Annonce

Réduire
Aucune annonce.

Système scolaire et référent religieux.

Réduire
X
 
  • Filtre
  • Heure
  • Afficher
Tout nettoyer
nouveaux messages

  • Système scolaire et référent religieux.

    L’école est atteinte par la propagande islamiste qui a tenté d’en faire le relais des mosquées et la voie de la conquête des esprits au détriment de la formation et de l’éducation.

    Il faut réfléchir sur les voies et moyens de corriger les terribles dysfonctionnements qui l’affectent et de réorienter la politique d’éducation et de formation dans des directions permettant l’émergence de citoyens du monde moderne et non de partisans d’époques révolues . En fait, c’est à l’école que se joue le devenir politique du pays, car l’investissement effectué maintenant ne sera rentabilisé que dans une ou deux décennies et, selon ce que l’on aura investi, on récoltera une jeunesse formée, ouverte et motivée pour construire un avenir démocratique ou une jeunesse désenchantée, révoltée et disponible pour n’importe quelle aventure.

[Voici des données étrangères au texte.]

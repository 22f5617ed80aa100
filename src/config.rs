//! Board and pacing configuration.
//!
//! Both structs are plain data with product defaults; [`BoardConfig::validate`] and
//! [`PacingConfig::validate`] reject values the engine cannot work with.

use std::time::Duration;
use thiserror::Error;

/// Fewer types than this and a match-free random fill may not exist: a cell can have
/// one value excluded by its left pair and another by the pair below it.
pub const MIN_DISTINCT_TILE_TYPES: usize = 3;

/// Shortest run the scoring and the match-free fill are defined for.
pub const MIN_TILES_TO_MATCH: usize = 3;

#[derive(Debug, Error, Clone, PartialEq, Eq)]
pub enum ConfigError {
    #[error("board must have at least one row and one column, got {rows}x{columns}")]
    EmptyBoard { rows: usize, columns: usize },
    #[error("tiles required to match must be at least {MIN_TILES_TO_MATCH}, got {0}")]
    MatchLengthTooShort(usize),
    #[error("need at least {MIN_DISTINCT_TILE_TYPES} distinct tile types, got {0}")]
    TooFewTileTypes(usize),
    #[error("cannot fill {rows} rows on a board {height} rows high")]
    FillRowsExceedBoard { rows: usize, height: usize },
    #[error("row data is ragged: row {row} has {len} values, expected {expected}")]
    RaggedRows { row: usize, len: usize, expected: usize },
    #[error("invalid pacing: {0}")]
    InvalidPacing(&'static str),
}

/// Shape and rules of a board, fixed for its lifetime.
#[derive(Debug, Clone, PartialEq, Eq)]
pub struct BoardConfig {
    pub rows: usize,
    pub columns: usize,
    pub tiles_required_to_match: usize,
    pub distinct_tile_types: usize,
    /// Rows filled by [`crate::Board::fill_default`] at the start of a session.
    pub default_row_fill_count: usize,
    /// Seed for the board's RNG; `None` seeds from the OS.
    pub seed: Option<u64>,
}

impl Default for BoardConfig {
    fn default() -> Self {
        Self {
            rows: 8,
            columns: 10,
            tiles_required_to_match: 3,
            distinct_tile_types: 4,
            default_row_fill_count: 3,
            seed: None,
        }
    }
}

impl BoardConfig {
    pub fn validate(&self) -> Result<(), ConfigError> {
        if self.rows == 0 || self.columns == 0 {
            return Err(ConfigError::EmptyBoard {
                rows: self.rows,
                columns: self.columns,
            });
        }
        if self.tiles_required_to_match < MIN_TILES_TO_MATCH {
            return Err(ConfigError::MatchLengthTooShort(self.tiles_required_to_match));
        }
        if self.distinct_tile_types < MIN_DISTINCT_TILE_TYPES {
            return Err(ConfigError::TooFewTileTypes(self.distinct_tile_types));
        }
        if self.default_row_fill_count > self.rows {
            return Err(ConfigError::FillRowsExceedBoard {
                rows: self.default_row_fill_count,
                height: self.rows,
            });
        }
        Ok(())
    }
}

/// Timing knobs for a session. Speeds are spawn intervals, so "faster" means shorter.
#[derive(Debug, Clone, PartialEq)]
pub struct PacingConfig {
    /// Initial time between spawns.
    pub start_speed: Duration,
    /// Shortest spawn interval the speed ramp may reach.
    pub max_speed: Duration,
    /// Each speed-up shortens the interval by `start_speed / speed_factor`.
    pub speed_factor: f32,
    pub matches_until_speedup: u32,
    /// Minimum time between two speed-ups.
    pub speed_up_cooldown: Duration,
    /// Grace period before the first spawn.
    pub start_delay: Duration,
}

impl Default for PacingConfig {
    fn default() -> Self {
        Self {
            start_speed: Duration::from_secs(3),
            max_speed: Duration::from_millis(500),
            speed_factor: 30.0,
            matches_until_speedup: 10,
            speed_up_cooldown: Duration::from_secs(2),
            start_delay: Duration::from_secs(5),
        }
    }
}

impl PacingConfig {
    pub fn validate(&self) -> Result<(), ConfigError> {
        if self.start_speed.is_zero() {
            return Err(ConfigError::InvalidPacing("start speed must be positive"));
        }
        if self.max_speed > self.start_speed {
            return Err(ConfigError::InvalidPacing(
                "max speed interval must not exceed the start interval",
            ));
        }
        if !self.speed_factor.is_finite() || self.speed_factor <= 0.0 {
            return Err(ConfigError::InvalidPacing("speed factor must be a positive number"));
        }
        if self.matches_until_speedup == 0 {
            return Err(ConfigError::InvalidPacing("matches until speed-up must be at least 1"));
        }
        Ok(())
    }
}

#[cfg(test)]
mod tests {
    use super::*;

    #[test]
    fn defaults_are_valid() {
        assert_eq!(BoardConfig::default().validate(), Ok(()));
        assert_eq!(PacingConfig::default().validate(), Ok(()));
    }

    #[test]
    fn rejects_degenerate_boards() {
        let cfg = BoardConfig {
            rows: 0,
            ..BoardConfig::default()
        };
        assert_eq!(
            cfg.validate(),
            Err(ConfigError::EmptyBoard { rows: 0, columns: 10 })
        );

        let cfg = BoardConfig {
            tiles_required_to_match: 2,
            ..BoardConfig::default()
        };
        assert_eq!(cfg.validate(), Err(ConfigError::MatchLengthTooShort(2)));

        let cfg = BoardConfig {
            distinct_tile_types: 2,
            ..BoardConfig::default()
        };
        assert_eq!(cfg.validate(), Err(ConfigError::TooFewTileTypes(2)));

        let cfg = BoardConfig {
            rows: 2,
            default_row_fill_count: 3,
            ..BoardConfig::default()
        };
        assert_eq!(
            cfg.validate(),
            Err(ConfigError::FillRowsExceedBoard { rows: 3, height: 2 })
        );
    }

    #[test]
    fn small_boards_are_allowed() {
        let cfg = BoardConfig {
            rows: 1,
            columns: 5,
            default_row_fill_count: 1,
            ..BoardConfig::default()
        };
        assert_eq!(cfg.validate(), Ok(()));
    }

    #[test]
    fn rejects_inverted_pacing() {
        let cfg = PacingConfig {
            max_speed: Duration::from_secs(10),
            ..PacingConfig::default()
        };
        assert!(matches!(cfg.validate(), Err(ConfigError::InvalidPacing(_))));

        let cfg = PacingConfig {
            speed_factor: 0.0,
            ..PacingConfig::default()
        };
        assert!(matches!(cfg.validate(), Err(ConfigError::InvalidPacing(_))));
    }
}
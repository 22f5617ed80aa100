//! Theme loading: btop-style `theme[key]="value"` and hex → ratatui Color.

use crate::Palette;
use ratatui::style::Color;
use std::collections::HashMap;
use std::path::Path;
use thiserror::Error;

/// Number of distinct tile colours; boards with more types reuse them cyclically.
pub const TILE_COLORS: usize = 7;

/// One Dark tile and UI colours, optionally overridden from a theme file.
#[derive(Debug, Clone)]
pub struct Theme {
    /// Tile colours for values 1..=7: green, yellow, red, blue, magenta, cyan, orange.
    pub tiles: [Color; TILE_COLORS],
    /// Blocked cells.
    pub blocked: Color,
    /// Board background.
    pub bg: Color,
    /// Grid / border.
    pub div_line: Color,
    /// Text (score, pace).
    pub main_fg: Color,
    /// Highlight / titles.
    pub title: Color,
    /// Empty-cell dots and secondary text.
    pub inactive_fg: Color,
}

#[derive(Debug, Error)]
pub enum ThemeError {
    #[error("io error: {0}")]
    Io(#[from] std::io::Error),
    #[error("invalid hex: {0}")]
    InvalidHex(String),
}

impl Default for Theme {
    fn default() -> Self {
        Self::onedark_default()
    }
}

const fn rgb(hex: u32) -> Color {
    Color::Rgb((hex >> 16) as u8, (hex >> 8) as u8, hex as u8)
}

const ONEDARK_TILES: [Color; TILE_COLORS] = [
    rgb(0x0098_C379),
    rgb(0x00E5_C07B),
    rgb(0x00E0_6C75),
    rgb(0x0061_AFEF),
    rgb(0x00C6_78DD),
    rgb(0x0056_B6C2),
    rgb(0x00D1_9A66),
];

impl Theme {
    /// Hardcoded One Dark defaults, the hex values of onedark.theme.
    pub fn onedark_default() -> Self {
        Self {
            tiles: ONEDARK_TILES,
            blocked: rgb(0x004B_5263),
            bg: rgb(0x0031_353F),
            div_line: rgb(0x003F_444F),
            main_fg: rgb(0x00AB_B2BF),
            title: rgb(0x00E5_C07B),
            inactive_fg: rgb(0x005C_6370),
        }
    }

    /// Load theme from a btop-style file: `theme[key]="value"` or `theme[key]='value'`.
    /// Falls back to One Dark defaults if path is None or the file is missing.
    pub fn load(path: Option<&Path>, palette: Palette) -> Result<Self, ThemeError> {
        let mut theme = match path {
            Some(p) if p.exists() => {
                let s = std::fs::read_to_string(p)?;
                Self::from_map(&parse_theme_file(&s))
            }
            _ => Self::onedark_default(),
        };
        theme.apply_palette(palette);
        Ok(theme)
    }

    /// Override tile colours for high-contrast or colorblind play.
    pub fn apply_palette(&mut self, palette: Palette) {
        match palette {
            Palette::Normal => {}
            Palette::HighContrast => {
                self.tiles = [
                    rgb(0x0000_FF00),
                    rgb(0x00FF_FF00),
                    rgb(0x00FF_0000),
                    rgb(0x0000_88FF),
                    rgb(0x00FF_00FF),
                    rgb(0x0000_FFFF),
                    rgb(0x00FF_8800),
                ];
                self.blocked = rgb(0x0080_8080);
            }
            Palette::Colorblind => {
                // Paul Tol's vibrant scheme plus grey.
                self.tiles = [
                    rgb(0x0000_77BB),
                    rgb(0x00EE_7733),
                    rgb(0x0000_9988),
                    rgb(0x00CC_3311),
                    rgb(0x00EE_3377),
                    rgb(0x00BB_BB00),
                    rgb(0x0033_BBEE),
                ];
            }
        }
    }

    fn from_map(map: &HashMap<String, String>) -> Self {
        let get = |key: &str| map.get(key).and_then(|v| parse_hex(v).ok());
        let d = Self::onedark_default();
        Self {
            tiles: [
                get("mem_box").or_else(|| get("cpu_start")).unwrap_or(d.tiles[0]),
                get("cpu_mid").or_else(|| get("title")).unwrap_or(d.tiles[1]),
                get("cpu_end").or_else(|| get("temp_end")).unwrap_or(d.tiles[2]),
                get("cpu_box").unwrap_or(d.tiles[3]),
                get("net_box").unwrap_or(d.tiles[4]),
                get("hi_fg").or_else(|| get("proc_misc")).unwrap_or(d.tiles[5]),
                get("temp_mid").or_else(|| get("download_mid")).unwrap_or(d.tiles[6]),
            ],
            blocked: get("inactive_fg").unwrap_or(d.blocked),
            bg: get("meter_bg").unwrap_or(d.bg),
            div_line: get("div_line").unwrap_or(d.div_line),
            main_fg: get("main_fg").unwrap_or(d.main_fg),
            title: get("title").unwrap_or(d.title),
            inactive_fg: get("inactive_fg").unwrap_or(d.inactive_fg),
        }
    }

    /// Colour for a tile type (1-based). Blocked and empty cells have their own colours.
    pub fn tile_color(&self, value: i32) -> Color {
        match value {
            v if v > 0 => self.tiles[(v as usize - 1) % TILE_COLORS],
            v if v < 0 => self.blocked,
            _ => self.bg,
        }
    }
}

/// Parse btop-style theme file into key -> value map.
fn parse_theme_file(s: &str) -> HashMap<String, String> {
    let mut map = HashMap::new();
    for line in s.lines() {
        let line = line.trim();
        if line.is_empty() || line.starts_with('#') {
            continue;
        }
        let Some(stripped) = line.strip_prefix("theme[") else {
            continue;
        };
        let Some(end) = stripped.find(']') else {
            continue;
        };
        let key = stripped[..end].trim();
        let rest = stripped[end + 1..].trim();
        if let Some(value) = rest.strip_prefix('=') {
            let value = value.trim().trim_matches('"').trim_matches('\'');
            if !value.is_empty() {
                map.insert(key.to_string(), value.to_string());
            }
        }
    }
    map
}

/// Parse hex colour "#RRGGBB" or "#RGB" into ratatui Color.
pub fn parse_hex(s: &str) -> Result<Color, ThemeError> {
    let s = s.trim().trim_start_matches('#');
    let invalid = || ThemeError::InvalidHex(s.to_string());
    let channel = |digits: &str| u8::from_str_radix(digits, 16).map_err(|_| invalid());
    let (r, g, b) = match s.len() {
        6 => (channel(&s[0..2])?, channel(&s[2..4])?, channel(&s[4..6])?),
        3 => (
            channel(&s[0..1])? * 17,
            channel(&s[1..2])? * 17,
            channel(&s[2..3])? * 17,
        ),
        _ => return Err(invalid()),
    };
    Ok(Color::Rgb(r, g, b))
}
use anyhow::Result;
use std::path::PathBuf;

use booklet::errors::is_not_found;
use booklet::{Store, StoreOptions};

/// Перезапись: после commit ровно одна живая запись на ключ,
/// старый блок становится мёртвым (n_deletes растёт).
#[test]
fn overwrite_keeps_single_live_entry() -> Result<()> {
    let path = unique_path("overwrite");
    let mut store = StoreOptions::new(16).create(&path)?;

    store.set(b"k", b"v1")?;
    store.commit()?;
    assert_eq!(store.get(b"k")?, b"v1");
    assert_eq!(store.n_keys(), 1);
    assert_eq!(store.n_deletes(), 0);

    store.set(b"k", b"v2")?;
    store.commit()?;
    assert_eq!(store.get(b"k")?, b"v2");
    assert_eq!(store.n_keys(), 1, "overwrite must not add index entries");
    assert_eq!(store.n_deletes(), 1, "v1 block must be tombstoned");

    // items видит только живую версию
    let items: Vec<(Vec<u8>, Vec<u8>)> = store.items().collect::<Result<_>>()?;
    assert_eq!(items, vec![(b"k".to_vec(), b"v2".to_vec())]);
    Ok(())
}

/// Дубликаты одного ключа в одном батче: побеждает последняя запись,
/// блоки остальных tombstone'ятся ещё при commit.
#[test]
fn duplicate_writes_in_one_batch_last_wins() -> Result<()> {
    let path = unique_path("dup-batch");
    let mut store = StoreOptions::new(16).create(&path)?;

    store.set(b"k", b"v1")?;
    store.set(b"k", b"v2")?;
    store.set(b"k", b"v3")?;
    store.commit()?;

    assert_eq!(store.get(b"k")?, b"v3");
    assert_eq!(store.n_keys(), 1);
    assert_eq!(store.n_deletes(), 2, "two superseded blocks");
    Ok(())
}

/// set без commit невидим даже собственным чтениям (контракт батчинга).
#[test]
fn uncommitted_writes_are_invisible() -> Result<()> {
    let path = unique_path("uncommitted");
    let mut store = StoreOptions::new(16).create(&path)?;

    store.set(b"k", b"v")?;
    assert!(!store.contains(b"k")?, "pending write must not be visible");
    assert!(is_not_found(&store.get(b"k").unwrap_err()));
    assert_eq!(store.items().count(), 0);

    store.commit()?;
    assert!(store.contains(b"k")?);
    Ok(())
}

/// delete отменяет pending-записи того же ключа: последующий commit
/// не воскрешает ключ.
#[test]
fn delete_cancels_pending_writes() -> Result<()> {
    let path = unique_path("del-pending");
    let mut store = StoreOptions::new(16).create(&path)?;

    store.set(b"k", b"v")?;
    store.delete(b"k")?;
    store.commit()?;

    assert!(!store.contains(b"k")?);
    assert_eq!(store.n_keys(), 0);
    assert_eq!(store.items().count(), 0, "commit must not resurrect the key");
    Ok(())
}

#[test]
fn delete_missing_key_is_not_found() -> Result<()> {
    let path = unique_path("del-missing");
    let mut store = StoreOptions::new(16).create(&path)?;

    assert!(is_not_found(&store.delete(b"nope").unwrap_err()));

    // и после настоящего delete — повторный тоже NotFound
    store.set(b"k", b"v")?;
    store.commit()?;
    store.delete(b"k")?;
    assert!(is_not_found(&store.delete(b"k").unwrap_err()));
    Ok(())
}

/// delete + повторная вставка того же ключа: в спане остаётся stale
/// tombstone, но выигрывает живая запись.
#[test]
fn reinsert_after_delete_roundtrips() -> Result<()> {
    let path = unique_path("reinsert");
    let mut store = StoreOptions::new(4).create(&path)?;

    store.set(b"k", b"v1")?;
    store.commit()?;
    store.delete(b"k")?;
    store.commit()?;
    assert!(!store.contains(b"k")?);

    store.set(b"k", b"v2")?;
    store.commit()?;
    assert_eq!(store.get(b"k")?, b"v2");
    assert_eq!(store.n_keys(), 1);

    // reopen — stale tombstone в спане не мешает и после переоткрытия
    store.close()?;
    let store = Store::open(&path)?;
    assert_eq!(store.get(b"k")?, b"v2");
    Ok(())
}

fn unique_path(prefix: &str) -> PathBuf {
    let pid = std::process::id();
    let t = std::time::SystemTime::now()
        .duration_since(std::time::UNIX_EPOCH)
        .unwrap()
        .as_nanos();
    std::env::temp_dir().join(format!("blt-{}-{}-{}.db", prefix, pid, t))
}
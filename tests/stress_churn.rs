use anyhow::Result;
use oorandom::Rand64;
use std::collections::HashMap;
use std::path::PathBuf;

use booklet::errors::is_not_found;
use booklet::{Store, StoreOptions};

fn unique_path(prefix: &str) -> PathBuf {
    let pid = std::process::id();
    let t = std::time::SystemTime::now()
        .duration_since(std::time::UNIX_EPOCH)
        .unwrap()
        .as_nanos();
    std::env::temp_dir().join(format!("blt-{}-{}-{}.db", prefix, pid, t))
}

/// Рандомизированный чёрн против эталонной HashMap-модели:
/// set/overwrite/delete вперемешку с commit/prune/reindex.
#[test]
fn stress_churn_against_model() -> Result<()> {
    let path = unique_path("stress-churn");
    let mut store = StoreOptions::new(4).create(&path)?;

    // Модель «истинного» состояния (после очередного commit)
    let mut model: HashMap<Vec<u8>, Vec<u8>> = HashMap::new();

    // Детерминированный генератор
    let mut rng = Rand64::new(0xB00C_1E70_0D5E_ED01);

    let key_space = 300u64;
    let ladder = [31u32, 127, 521, 2053];
    let mut ladder_i = 0usize;

    for step in 0..4_000u64 {
        let r = rng.rand_u64() % 100;
        let key = format!("key-{:04}", rng.rand_u64() % key_space).into_bytes();

        match r {
            0..=54 => {
                // set / overwrite
                let vlen = (rng.rand_u64() % 96) as usize;
                let val = vec![(step & 0xFF) as u8; vlen];
                store.set(&key, &val)?;
                model.insert(key, val);
            }
            55..=74 => {
                // delete: успех ровно тогда, когда ключ есть в модели
                match model.remove(&key) {
                    Some(_) => store.delete(&key)?,
                    None => {
                        let err = store.delete(&key).unwrap_err();
                        assert!(is_not_found(&err), "step {}: {err:#}", step);
                    }
                }
            }
            75..=89 => store.commit()?,
            90..=95 => {
                let _ = store.prune()?;
            }
            _ => {
                store.reindex(ladder[ladder_i % ladder.len()])?;
                ladder_i += 1;
            }
        }
    }

    // Финальная сверка
    store.commit()?;
    let items: Vec<(Vec<u8>, Vec<u8>)> = store.items().collect::<Result<_>>()?;
    assert_eq!(items.len(), model.len(), "item count vs model");
    let got: HashMap<Vec<u8>, Vec<u8>> = items.into_iter().collect();
    assert_eq!(got, model, "items multiset vs model");

    for i in 0..key_space {
        let key = format!("key-{:04}", i).into_bytes();
        match model.get(&key) {
            Some(expected) => assert_eq!(&store.get(&key)?, expected),
            None => assert!(!store.contains(&key)?),
        }
    }

    // prune + reindex не меняют семантику
    let len_before = store.file_len();
    let reclaimed = store.prune()?;
    assert_eq!(store.file_len(), len_before - reclaimed);
    store.reindex(10_007)?;
    assert_eq!(store.n_keys(), model.len() as u64);
    for (k, v) in &model {
        assert_eq!(&store.get(k)?, v);
    }

    // и переживают reopen
    store.close()?;
    let store = Store::open(&path)?;
    for (k, v) in &model {
        assert_eq!(&store.get(k)?, v);
    }
    Ok(())
}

    Il faut un pacte culturel sur l’école et l’éducation pour sortir d’une confrontation idéologique obsessionnelle, dépassée et stérile qui pervertit et détruit l’école au lieu de l’aider à devenir un lieu de formation des citoyens de demain.

    Le référent arabo-musulman, désormais, fonctionne comme socle identitaire, comme premier des thawabit (acquis de la Révolution), convoqué et brandi constamment chaque fois que des tentatives de rénovation ou de changement à l’intérieur de l’école semblent se dessiner.

    Système scolaire et référent religieux

    L’évolution du système éducatif algérien est révélatrice de l’investissement consenti sur plus d’une trentaine d’années :

    Tout l’argumentaire du préambule fixant la conception de base de l’éducation et de la formation, dans le texte de la réforme d’avril 1976, s’articule autour d’une construction idéologique visant à l’arrimage des options sociopolitiques (démocratisation, arabisation, socialisme) à une valeur donnée comme fondatrice de la communauté algérienne, celle de l’Islam. L’objectif étant d’inscrire l’Algérie dans « l’authenticité » et « la modernité », valeurs arabo-islamiques et conscience socialiste serviront de cadre principal aux missions dévolues au système éducatif.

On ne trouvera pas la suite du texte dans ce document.